Advanced microfluidic strategies for core-shell nanoparticles: the next-generation of polymeric and lipid-based drug nanocarriers

Abstract

Microfluidic technology has transformed the synthesis of core-shell nanoparticles (CSNPs), providing an unprecedented level of control over their structural and functional properties. This review critically evaluates recent advancements, highlighting the superiority of microfluidic methods over conventional batch techniques, which often suffer from variability and scalability issues. Indeed microfluidic platforms enable the precise manipulation of reaction conditions, leading to highly uniform nanoparticles with optimized characteristics. This level of precision is particularly relevant in drug delivery, where the ability to fine-tune nanoparticle size, composition, and surface properties directly influences therapeutic efficacy. A fundamental aspect of this approach lies in the choice of synthesis techniques, such as nanoprecipitation and emulsification, which leverage the confined microscale environment to promote controlled self-assembly. Equally important is the selection of materials for microfluidic chip fabrication, as properties such as chemical resistance, biocompatibility, and manufacturability determine the feasibility of large-scale production.
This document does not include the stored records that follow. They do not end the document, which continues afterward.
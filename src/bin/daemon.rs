use std::{collections::HashMap, env, time::Duration};

use anyhow::Result;
use dotenv::dotenv;
use keyward::drivers::signing_key::{SigningKeyDriverConfig, VaultPluginConfig};
use serde::Deserialize;
use tracing::Level;
use tracing_subscriber::{fmt, layer::SubscriberExt, util::SubscriberInitExt, EnvFilter};

#[tokio::main]
async fn main() -> Result<()> {
    dotenv().ok();

    let env_filter = EnvFilter::builder()
        .with_default_directive(Level::INFO.into())
        .with_env_var("RUST_LOG")
        .from_env_lossy();

    tracing_subscriber::registry()
        .with(fmt::layer())
        .with(env_filter)
        .init();

    let config = Config::new()?;

    keyward::drivers::signing_key::run(config.into()).await
}

fn default_provider() -> String {
    "memory".into()
}
fn default_rotation_period_days() -> u32 {
    30
}
fn default_decommission_period_days() -> u32 {
    7
}
fn default_check_interval() -> u64 {
    3600
}
fn default_jwks_addr() -> String {
    "0.0.0.0:8080".into()
}
fn default_topic() -> String {
    "events".into()
}

#[derive(Debug, Deserialize)]
struct VaultConfig {
    address: String,
    token: String,
    mount: String,
}

#[derive(Debug, Deserialize)]
struct Config {
    db_path: String,
    issuer_url: String,
    audience: String,
    #[serde(default = "default_provider")]
    provider: String,
    vault: Option<VaultConfig>,
    #[serde(default = "default_rotation_period_days")]
    rotation_period_days: u32,
    #[serde(default = "default_decommission_period_days")]
    decommission_period_days: u32,
    /// Seconds between rotation and cleanup checks.
    #[serde(default = "default_check_interval")]
    check_interval: u64,
    #[serde(default = "default_jwks_addr")]
    jwks_addr: String,
    #[serde(default = "default_topic")]
    topic: String,
    #[serde(default)]
    kafka_producer: HashMap<String, String>,
    #[serde(default)]
    kafka_consumer: HashMap<String, String>,
}
impl Config {
    pub fn new() -> Result<Self> {
        let config = config::Config::builder()
            .add_source(
                config::File::with_name(&env::var("DAEMON_CONFIG").unwrap_or("daemon.toml".into()))
                    .required(false),
            )
            .add_source(config::Environment::with_prefix("daemon").separator("__"))
            .build()?
            .try_deserialize()?;

        Ok(config)
    }
}

impl From<Config> for SigningKeyDriverConfig {
    fn from(value: Config) -> Self {
        Self {
            db_path: value.db_path,
            provider: value.provider,
            vault: value.vault.map(|vault| VaultPluginConfig {
                address: vault.address,
                token: vault.token,
                mount: vault.mount,
            }),
            issuer_url: value.issuer_url,
            audience: value.audience,
            rotation_period_days: value.rotation_period_days,
            decommission_period_days: value.decommission_period_days,
            check_interval: Duration::from_secs(value.check_interval),
            jwks_addr: value.jwks_addr,
            topic: value.topic,
            kafka_producer: value.kafka_producer,
            kafka_consumer: value.kafka_consumer,
        }
    }
}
The integration of microfluidics into nanoparticle production is not merely a technical refinement but a step toward a more efficient and adaptable nanomedicine. By integrating these strategies, microfluidics emerges as a key enabler for the clinical translation of nanomedicine. To bridge the gap between lab-scale synthesis and industrial production, this review discusses high-throughput microfluidic platforms and multilayered designs.